This is not a production machine, its one for training purposes.

I've had a read through the info on the VMware site and dont see anything to indicate preferencies.

 
Whats the pc like if you bench mark it using 3dmark or something similar?

In all honesty tho I would consider the CPU as the limiting factor (I have had issues in the past with non Intel processors not being upto the task).

SimonD.

The real world is not about exam scores, it's about ability.

 
Hi Simon,

Thanks, I'm working away at present so have not had a chance to check this.

Although I work in IT, I dont know much about this stuff, and have read recently that an x86 CPU cannot really use much more than 3.1Gb Ram. I want to use several guests on the VMWare server for training purposes, and was planning to install 4Gb RAM.

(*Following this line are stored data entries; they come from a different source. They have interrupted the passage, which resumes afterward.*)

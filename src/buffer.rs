//   Copyright (c) 2024-2026 Anton Kundenko <singaraiona@gmail.com>
//   All rights reserved.
//
//   Permission is hereby granted, free of charge, to any person obtaining a copy
//   of this software and associated documentation files (the "Software"), to deal
//   in the Software without restriction, including without limitation the rights
//   to use, copy, modify, merge, publish, distribute, sublicense, and/or sell
//   copies of the Software, and to permit persons to whom the Software is
//   furnished to do so, subject to the following conditions:
//
//   The above copyright notice and this permission notice shall be included in all
//   copies or substantial portions of the Software.
//
//   THE SOFTWARE IS PROVIDED "AS IS", WITHOUT WARRANTY OF ANY KIND, EXPRESS OR
//   IMPLIED, INCLUDING BUT NOT LIMITED TO THE WARRANTIES OF MERCHANTABILITY,
//   FITNESS FOR A PARTICULAR PURPOSE AND NONINFRINGEMENT. IN NO EVENT SHALL THE
//   AUTHORS OR COPYRIGHT HOLDERS BE LIABLE FOR ANY CLAIM, DAMAGES OR OTHER
//   LIABILITY, WHETHER IN AN ACTION OF CONTRACT, TORT OR OTHERWISE, ARISING FROM,
//   OUT OF OR IN CONNECTION WITH THE SOFTWARE OR THE USE OR OTHER DEALINGS IN THE
//   SOFTWARE.

// Multi-line statement accumulator.
//
// Idle (empty) lines starting with '.' dispatch as meta-commands. Everything
// else accumulates until a line ends with ';', at which point the pending
// lines are joined into one statement and the buffer resets.

pub const COMMAND_PREFIX: char = '.';
pub const TERMINATOR: char = ';';
pub const CONTINUATION_PROMPT: &str = "... ";

/// What the session should do with a line it just read.
#[derive(Debug, PartialEq, Eq)]
pub enum Dispatch {
    /// Blank line, nothing to do.
    Ignore,
    /// A meta-command line, to be handled right away.
    Meta(String),
    /// The line was buffered; more input is expected.
    Pending,
    /// A complete statement, ready for execution.
    Statement(String),
}

#[derive(Debug, Default)]
pub struct StatementBuffer {
    lines: Vec<String>,
}

impl StatementBuffer {
    pub fn new() -> Self {
        Self::default()
    }

    pub fn is_idle(&self) -> bool {
        self.lines.is_empty()
    }

    /// Feed one raw input line.
    pub fn push(&mut self, line: &str) -> Dispatch {
        let line = line.trim();
        if line.is_empty() {
            return Dispatch::Ignore;
        }
        if self.is_idle() && line.starts_with(COMMAND_PREFIX) {
            return Dispatch::Meta(line.to_string());
        }
        self.lines.push(line.to_string());
        if line.ends_with(TERMINATOR) {
            let sql = self.lines.join("\n").trim().to_string();
            self.lines.clear();
            Dispatch::Statement(sql)
        } else {
            Dispatch::Pending
        }
    }

    /// Drop any partially typed statement.
    pub fn clear(&mut self) {
        self.lines.clear();
    }

    /// Prompt for the current state: `<name>$ ` when idle, `... ` otherwise.
    pub fn prompt(&self, database_name: &str) -> String {
        if self.is_idle() {
            format!("{database_name}$ ")
        } else {
            CONTINUATION_PROMPT.to_string()
        }
    }
}
//   Copyright (c) 2024-2026 Anton Kundenko <singaraiona@gmail.com>
//   All rights reserved.
//
//   Permission is hereby granted, free of charge, to any person obtaining a copy
//   of this software and associated documentation files (the "Software"), to deal
//   in the Software without restriction, including without limitation the rights
//   to use, copy, modify, merge, publish, distribute, sublicense, and/or sell
//   copies of the Software, and to permit persons to whom the Software is
//   furnished to do so, subject to the following conditions:
//
//   The above copyright notice and this permission notice shall be included in all
//   copies or substantial portions of the Software.
//
//   THE SOFTWARE IS PROVIDED "AS IS", WITHOUT WARRANTY OF ANY KIND, EXPRESS OR
//   IMPLIED, INCLUDING BUT NOT LIMITED TO THE WARRANTIES OF MERCHANTABILITY,
//   FITNESS FOR A PARTICULAR PURPOSE AND NONINFRINGEMENT. IN NO EVENT SHALL THE
//   AUTHORS OR COPYRIGHT HOLDERS BE LIABLE FOR ANY CLAIM, DAMAGES OR OTHER
//   LIABILITY, WHETHER IN AN ACTION OF CONTRACT, TORT OR OTHERWISE, ARISING FROM,
//   OUT OF OR IN CONNECTION WITH THE SOFTWARE OR THE USE OR OTHER DEALINGS IN THE
//   SOFTWARE.

// Terminal color theme using standard ANSI palette colors.
//
// Uses the terminal's own 16-color palette so colors follow the user's
// terminal profile. Only status lines are painted; table text stays plain.

pub const BOLD: &str = "\x1b[1m";
pub const R: &str = "\x1b[0m";

// Status
pub const ERROR: &str = "\x1b[1;31m"; // bold red
pub const SUCCESS: &str = "\x1b[32m"; // green
pub const TIMER: &str = "\x1b[90m"; // gray
pub const NOTE: &str = "\x1b[90m"; // gray

// Banner & help
pub const BAN_TITLE: &str = "\x1b[1;36m"; // bold cyan
pub const BAN_HELP: &str = "\x1b[90m"; // gray
pub const CMD: &str = "\x1b[36m"; // cyan

/// Applies the palette, or nothing when colors are off.
#[derive(Debug, Clone, Copy)]
pub struct Theme {
    enabled: bool,
}

impl Theme {
    pub fn new(enabled: bool) -> Self {
        Theme { enabled }
    }

    pub fn plain() -> Self {
        Theme { enabled: false }
    }

    pub fn paint(&self, code: &str, text: &str) -> String {
        if self.enabled {
            format!("{code}{text}{R}")
        } else {
            text.to_string()
        }
    }
}
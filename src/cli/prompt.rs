//   Copyright (c) 2024-2026 Anton Kundenko <singaraiona@gmail.com>
//   All rights reserved.
//
//   Permission is hereby granted, free of charge, to any person obtaining a copy
//   of this software and associated documentation files (the "Software"), to deal
//   in the Software without restriction, including without limitation the rights
//   to use, copy, modify, merge, publish, distribute, sublicense, and/or sell
//   copies of the Software, and to permit persons to whom the Software is
//   furnished to do so, subject to the following conditions:
//
//   The above copyright notice and this permission notice shall be included in all
//   copies or substantial portions of the Software.
//
//   THE SOFTWARE IS PROVIDED "AS IS", WITHOUT WARRANTY OF ANY KIND, EXPRESS OR
//   IMPLIED, INCLUDING BUT NOT LIMITED TO THE WARRANTIES OF MERCHANTABILITY,
//   FITNESS FOR A PARTICULAR PURPOSE AND NONINFRINGEMENT. IN NO EVENT SHALL THE
//   AUTHORS OR COPYRIGHT HOLDERS BE LIABLE FOR ANY CLAIM, DAMAGES OR OTHER
//   LIABILITY, WHETHER IN AN ACTION OF CONTRACT, TORT OR OTHERWISE, ARISING FROM,
//   OUT OF OR IN CONNECTION WITH THE SOFTWARE OR THE USE OR OTHER DEALINGS IN THE
//   SOFTWARE.

use std::borrow::Cow;

use reedline::{Prompt, PromptEditMode, PromptHistorySearch, PromptHistorySearchStatus};

/// Prompt text computed by the session before each read.
pub struct SessionPrompt {
    text: String,
}

impl SessionPrompt {
    pub fn new(text: String) -> Self {
        SessionPrompt { text }
    }
}

impl Prompt for SessionPrompt {
    fn render_prompt_left(&self) -> Cow<'_, str> {
        Cow::Borrowed(&self.text)
    }

    fn render_prompt_right(&self) -> Cow<'_, str> {
        Cow::Borrowed("")
    }

    // The session text already ends in its indicator.
    fn render_prompt_indicator(&self, _mode: PromptEditMode) -> Cow<'_, str> {
        Cow::Borrowed("")
    }

    fn render_prompt_multiline_indicator(&self) -> Cow<'_, str> {
        Cow::Borrowed("... ")
    }

    fn render_prompt_history_search_indicator(
        &self,
        search: PromptHistorySearch,
    ) -> Cow<'_, str> {
        let prefix = match search.status {
            PromptHistorySearchStatus::Passing => "",
            PromptHistorySearchStatus::Failing => "failing ",
        };
        Cow::Owned(format!("({prefix}search: {}) ", search.term))
    }
}
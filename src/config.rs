//   Copyright (c) 2024-2026 Anton Kundenko <singaraiona@gmail.com>
//   All rights reserved.
//
//   Permission is hereby granted, free of charge, to any person obtaining a copy
//   of this software and associated documentation files (the "Software"), to deal
//   in the Software without restriction, including without limitation the rights
//   to use, copy, modify, merge, publish, distribute, sublicense, and/or sell
//   copies of the Software, and to permit persons to whom the Software is
//   furnished to do so, subject to the following conditions:
//
//   The above copyright notice and this permission notice shall be included in all
//   copies or substantial portions of the Software.
//
//   THE SOFTWARE IS PROVIDED "AS IS", WITHOUT WARRANTY OF ANY KIND, EXPRESS OR
//   IMPLIED, INCLUDING BUT NOT LIMITED TO THE WARRANTIES OF MERCHANTABILITY,
//   FITNESS FOR A PARTICULAR PURPOSE AND NONINFRINGEMENT. IN NO EVENT SHALL THE
//   AUTHORS OR COPYRIGHT HOLDERS BE LIABLE FOR ANY CLAIM, DAMAGES OR OTHER
//   LIABILITY, WHETHER IN AN ACTION OF CONTRACT, TORT OR OTHERWISE, ARISING FROM,
//   OUT OF OR IN CONNECTION WITH THE SOFTWARE OR THE USE OR OTHER DEALINGS IN THE
//   SOFTWARE.

// Session configuration.
//
// The command line only carries the database identifier; everything else
// comes from the environment with fixed defaults.

use std::path::PathBuf;

/// Identifier that selects a private in-memory database.
pub const MEMORY: &str = ":memory:";

pub const HISTORY_FILE: &str = ".qt_history";
pub const HISTORY_LEN: usize = 2000;

#[derive(Debug, Clone)]
pub struct Config {
    /// Where history entries are persisted.
    pub history_path: PathBuf,
    /// Maximum number of retained history entries.
    pub history_len: usize,
    /// Whether status lines carry ANSI colors.
    pub color: bool,
}

impl Default for Config {
    fn default() -> Self {
        Config {
            history_path: home_dir().join(HISTORY_FILE),
            history_len: HISTORY_LEN,
            color: true,
        }
    }
}

impl Config {
    /// Defaults overridden by `QT_HISTORY`, `QT_HISTORY_SIZE` and `NO_COLOR`.
    pub fn from_env() -> Self {
        Self::from_lookup(|key| std::env::var(key).ok())
    }

    fn from_lookup(lookup: impl Fn(&str) -> Option<String>) -> Self {
        let mut config = Config::default();
        if let Some(path) = lookup("QT_HISTORY").filter(|p| !p.is_empty()) {
            config.history_path = PathBuf::from(path);
        }
        if let Some(len) = lookup("QT_HISTORY_SIZE").and_then(|s| s.trim().parse().ok()) {
            config.history_len = len;
        }
        if lookup("NO_COLOR").is_some_and(|v| !v.is_empty()) {
            config.color = false;
        }
        config
    }
}

fn home_dir() -> PathBuf {
    std::env::var("HOME")
        .map(PathBuf::from)
        .unwrap_or_else(|_| PathBuf::from("/tmp"))
}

I was thinking that I may get better performance if I used say 2003 server or a Linux OS as the host rather than XP Pro, any thoughts?

Andy
 
Hi
The processor should be ok i run vm on less. You can allocate the guest more ram. The amount of ram you can use will depend on the mainboard however XP will use up to 4gig but there is a 2 gig limit on the page file size. There is way to get it to use a bigger page file with switch in boot.ini but that may be counter productive because the processor has to address the extra.
I would make sure you have the pagefile set to 2gig.
Generally tuning up the host machine can make a big diffrence like getting rid of background processes and use a light weight AV such as Avira AntiVir.
this post is a little belated but hope it is of use
Fern

 
Thanks Fern, I did increase the RAM to 3 gig, as I was told that is probably as much as XP could use. Also I'm sure the AV (AVG) was slowing things down, so removed it to try, depending on what the system was doing this may have improved performance a bit.

I loaded a pre-build VmWare image for Red hat enterprise, and that runs really well, when I looked at this again it seems that the only time I suffer poor performance is when building the guest OS, once loaded it runs pretty well.

I want to run a Cisco application, CS-MARS and so need a large disk (120gig), some I'm going to look at this again next time I'm home.

Andy
 
I found it was better to run the host OS on a different disk (or in my case different RAID1 mirror) to the VMWare Server installation and VM locations.

Basically this means that the performance of VMWare Server does not drastically affect the performance of the guest OS. I was having disk I/O bottlenecks when the guest OS and VMWare Server installation shared the same disk (RAID1 mirror).